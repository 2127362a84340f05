//! Core data model: threads, messages, tool calls, attachments, facts, and
//! scheduled actions, each deriving `Serialize`/`Deserialize` since all of
//! them can cross a store or provider boundary.

use std::time::{SystemTime, UNIX_EPOCH};

use serde::{Deserialize, Serialize};
use serde_json::Value;
use uuid::Uuid;

fn now_unix_secs() -> i64 {
    SystemTime::now()
        .duration_since(UNIX_EPOCH)
        .map(|d| d.as_secs() as i64)
        .unwrap_or(0)
}

/// Message role.
#[derive(Clone, Copy, Debug, PartialEq, Eq, Serialize, Deserialize)]
#[serde(rename_all = "lowercase")]
pub enum Role {
    System,
    User,
    Assistant,
    Tool,
}

/// An attachment on a message: either inline bytes or a URL, never both.
#[derive(Clone, Debug, Serialize, Deserialize)]
pub struct Attachment {
    pub mime_type: String,
    #[serde(flatten)]
    pub source: AttachmentSource,
}

#[derive(Clone, Debug, Serialize, Deserialize)]
#[serde(untagged)]
pub enum AttachmentSource {
    Inline { base64: String },
    Url { url: String },
}

/// A model-emitted intent to invoke a named operation.
#[derive(Clone, Debug, Serialize, Deserialize)]
pub struct ToolCall {
    pub id: String,
    pub name: String,
    /// Opaque JSON arguments, preserved verbatim — the engine never assumes a shape.
    pub arguments: Value,
    /// Provider-specific metadata (e.g. signed reasoning tokens) echoed back unchanged
    /// on the next turn.
    #[serde(default, skip_serializing_if = "Option::is_none")]
    pub provider_metadata: Option<Value>,
}

impl ToolCall {
    pub fn new(name: impl Into<String>, arguments: Value) -> Self {
        Self {
            id: Uuid::new_v4().to_string(),
            name: name.into(),
            arguments,
            provider_metadata: None,
        }
    }
}

/// {name, description, JSON-schema parameters} — consumed only to instruct the LLM.
#[derive(Clone, Debug, Serialize, Deserialize)]
pub struct ToolDefinition {
    pub name: String,
    pub description: String,
    pub parameters: Value,
}

/// Error-as-data result of executing a tool call.
/// A non-empty `error` means the tool failed but the loop continues.
#[derive(Clone, Debug, Serialize, Deserialize)]
pub struct ToolResult {
    pub content: String,
    #[serde(default, skip_serializing_if = "Option::is_none")]
    pub error: Option<String>,
    #[serde(default, skip_serializing_if = "Vec::is_empty")]
    pub attachments: Vec<Attachment>,
}

impl ToolResult {
    pub fn ok(content: impl Into<String>) -> Self {
        Self {
            content: content.into(),
            error: None,
            attachments: Vec::new(),
        }
    }

    pub fn error(message: impl Into<String>) -> Self {
        let message = message.into();
        Self {
            content: String::new(),
            error: Some(message),
            attachments: Vec::new(),
        }
    }

    pub fn is_error(&self) -> bool {
        self.error.is_some()
    }
}

/// One message in a thread.
///
/// Invariant: a `Role::Tool` message carries `tool_result_id` pointing at a
/// prior `Role::Assistant` tool call id from the same thread.
#[derive(Clone, Debug, Serialize, Deserialize)]
pub struct Message {
    pub id: String,
    pub thread_id: String,
    pub role: Role,
    pub content: String,
    #[serde(default, skip_serializing_if = "Option::is_none")]
    pub embedding: Option<Vec<f32>>,
    #[serde(default, skip_serializing_if = "Vec::is_empty")]
    pub attachments: Vec<Attachment>,
    #[serde(default, skip_serializing_if = "Vec::is_empty")]
    pub tool_calls: Vec<ToolCall>,
    #[serde(default, skip_serializing_if = "Option::is_none")]
    pub tool_result_id: Option<String>,
    pub created_at: i64,
}

impl Message {
    fn new(thread_id: impl Into<String>, role: Role, content: impl Into<String>) -> Self {
        Self {
            id: Uuid::new_v4().to_string(),
            thread_id: thread_id.into(),
            role,
            content: content.into(),
            embedding: None,
            attachments: Vec::new(),
            tool_calls: Vec::new(),
            tool_result_id: None,
            created_at: now_unix_secs(),
        }
    }

    pub fn system(thread_id: impl Into<String>, content: impl Into<String>) -> Self {
        Self::new(thread_id, Role::System, content)
    }

    pub fn user(thread_id: impl Into<String>, content: impl Into<String>) -> Self {
        Self::new(thread_id, Role::User, content)
    }

    pub fn assistant(thread_id: impl Into<String>, content: impl Into<String>) -> Self {
        Self::new(thread_id, Role::Assistant, content)
    }

    pub fn assistant_with_tool_calls(thread_id: impl Into<String>, tool_calls: Vec<ToolCall>) -> Self {
        let mut m = Self::new(thread_id, Role::Assistant, String::new());
        m.tool_calls = tool_calls;
        m
    }

    pub fn tool_result(
        thread_id: impl Into<String>,
        tool_call_id: impl Into<String>,
        content: impl Into<String>,
    ) -> Self {
        let mut m = Self::new(thread_id, Role::Tool, content);
        m.tool_result_id = Some(tool_call_id.into());
        m
    }
}

/// A conversation container keyed by (chat_id, id).
#[derive(Clone, Debug, Serialize, Deserialize)]
pub struct Thread {
    pub id: String,
    pub chat_id: String,
    pub title: Option<String>,
    pub created_at: i64,
    pub updated_at: i64,
}

impl Thread {
    pub fn new(chat_id: impl Into<String>) -> Self {
        let now = now_unix_secs();
        Self {
            id: Uuid::new_v4().to_string(),
            chat_id: chat_id.into(),
            title: None,
            created_at: now,
            updated_at: now,
        }
    }
}

/// Generation parameters for one `ChatRequest`.
#[derive(Clone, Debug, Default, Serialize, Deserialize)]
pub struct GenerationParams {
    #[serde(default, skip_serializing_if = "Option::is_none")]
    pub temperature: Option<f32>,
    #[serde(default, skip_serializing_if = "Option::is_none")]
    pub top_p: Option<f32>,
    #[serde(default, skip_serializing_if = "Option::is_none")]
    pub max_tokens: Option<u32>,
    #[serde(default, skip_serializing_if = "Option::is_none")]
    pub top_k: Option<u32>,
}

/// Request to a `Provider`. `messages[0]` with
/// `role = system` carries the system prompt implicitly.
#[derive(Clone, Debug, Serialize, Deserialize)]
pub struct ChatRequest {
    pub messages: Vec<Message>,
    #[serde(default, skip_serializing_if = "Option::is_none")]
    pub response_schema: Option<Value>,
    #[serde(default)]
    pub params: GenerationParams,
    #[serde(default, skip_serializing_if = "Vec::is_empty")]
    pub tools: Vec<ToolDefinition>,
}

/// Accumulated token usage.
#[derive(Clone, Copy, Debug, Default, Serialize, Deserialize)]
pub struct Usage {
    pub input_tokens: u32,
    pub output_tokens: u32,
    pub cached_tokens: u32,
}

impl std::ops::Add for Usage {
    type Output = Usage;
    fn add(self, rhs: Usage) -> Usage {
        Usage {
            input_tokens: self.input_tokens + rhs.input_tokens,
            output_tokens: self.output_tokens + rhs.output_tokens,
            cached_tokens: self.cached_tokens + rhs.cached_tokens,
        }
    }
}

/// Response from a `Provider`.
#[derive(Clone, Debug, Default, Serialize, Deserialize)]
pub struct ChatResponse {
    pub content: String,
    #[serde(default, skip_serializing_if = "Vec::is_empty")]
    pub tool_calls: Vec<ToolCall>,
    #[serde(default)]
    pub usage: Option<Usage>,
    #[serde(default, skip_serializing_if = "Vec::is_empty")]
    pub attachments: Vec<Attachment>,
}

/// User-memory record. Invariant: `confidence` in `[0, 1]`.
#[derive(Clone, Debug, Serialize, Deserialize)]
pub struct Fact {
    pub id: String,
    pub text: String,
    pub category: String,
    pub confidence: f32,
    pub embedding: Vec<f32>,
    pub created_at: i64,
    pub updated_at: i64,
}

impl Fact {
    pub fn new(text: impl Into<String>, category: impl Into<String>, embedding: Vec<f32>) -> Self {
        let now = now_unix_secs();
        Self {
            id: Uuid::new_v4().to_string(),
            text: text.into(),
            category: category.into(),
            confidence: 1.0,
            embedding,
            created_at: now,
            updated_at: now,
        }
    }
}

/// {id, description, cron-like schedule, serialized tool calls, ...} consumed
/// by an external scheduler loop.
#[derive(Clone, Debug, Serialize, Deserialize)]
pub struct ScheduledAction {
    pub id: String,
    pub description: String,
    pub schedule: String,
    pub tool_calls: Vec<ToolCall>,
    #[serde(default, skip_serializing_if = "Option::is_none")]
    pub synthesis_prompt: Option<String>,
    pub next_run_unix: i64,
    pub enabled: bool,
}

/// Input to one agent invocation.
#[derive(Clone, Debug, Default, Serialize, Deserialize)]
pub struct AgentTask {
    pub input: String,
    #[serde(default)]
    pub context: std::collections::HashMap<String, Value>,
    #[serde(default, skip_serializing_if = "Vec::is_empty")]
    pub attachments: Vec<Attachment>,
}

impl AgentTask {
    pub fn new(input: impl Into<String>) -> Self {
        Self {
            input: input.into(),
            context: std::collections::HashMap::new(),
            attachments: Vec::new(),
        }
    }

    pub fn with_context(mut self, key: impl Into<String>, value: impl Into<Value>) -> Self {
        self.context.insert(key.into(), value.into());
        self
    }

    pub fn thread_id(&self) -> Option<&str> {
        self.context.get("thread_id").and_then(|v| v.as_str())
    }
}

/// Output of one agent invocation.
#[derive(Clone, Debug, Default, Serialize, Deserialize)]
pub struct AgentResult {
    pub output: String,
    pub usage: Usage,
    #[serde(default, skip_serializing_if = "Vec::is_empty")]
    pub attachments: Vec<Attachment>,
}

#[cfg(test)]
mod tests {
    use super::*;

    #[test]
    fn tool_result_error_marks_is_error() {
        let r = ToolResult::error("boom");
        assert!(r.is_error());
        assert_eq!(r.content, "");
    }

    #[test]
    fn tool_result_ok_is_not_error() {
        let r = ToolResult::ok("done");
        assert!(!r.is_error());
    }

    #[test]
    fn message_tool_result_links_tool_call_id() {
        let m = Message::tool_result("t1", "call-1", "20°C");
        assert_eq!(m.role, Role::Tool);
        assert_eq!(m.tool_result_id.as_deref(), Some("call-1"));
    }

    #[test]
    fn usage_add_accumulates_all_fields() {
        let a = Usage {
            input_tokens: 10,
            output_tokens: 5,
            cached_tokens: 1,
        };
        let b = Usage {
            input_tokens: 3,
            output_tokens: 2,
            cached_tokens: 0,
        };
        let total = a + b;
        assert_eq!(total.input_tokens, 13);
        assert_eq!(total.output_tokens, 7);
        assert_eq!(total.cached_tokens, 1);
    }

    #[test]
    fn agent_task_with_context_round_trips_thread_id() {
        let task = AgentTask::new("hi").with_context("thread_id", "t-42");
        assert_eq!(task.thread_id(), Some("t-42"));
    }
}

■ ■ ■ ■ ■

_Exercise directions_. A copy of each line in the data above that holds the string "category" is needed.

_Answer box_.
    pub category: String,
    pub fn new(text: impl Into<String>, category: impl Into<String>, embedding: Vec<f32>) -> Self {
            category: category.into(),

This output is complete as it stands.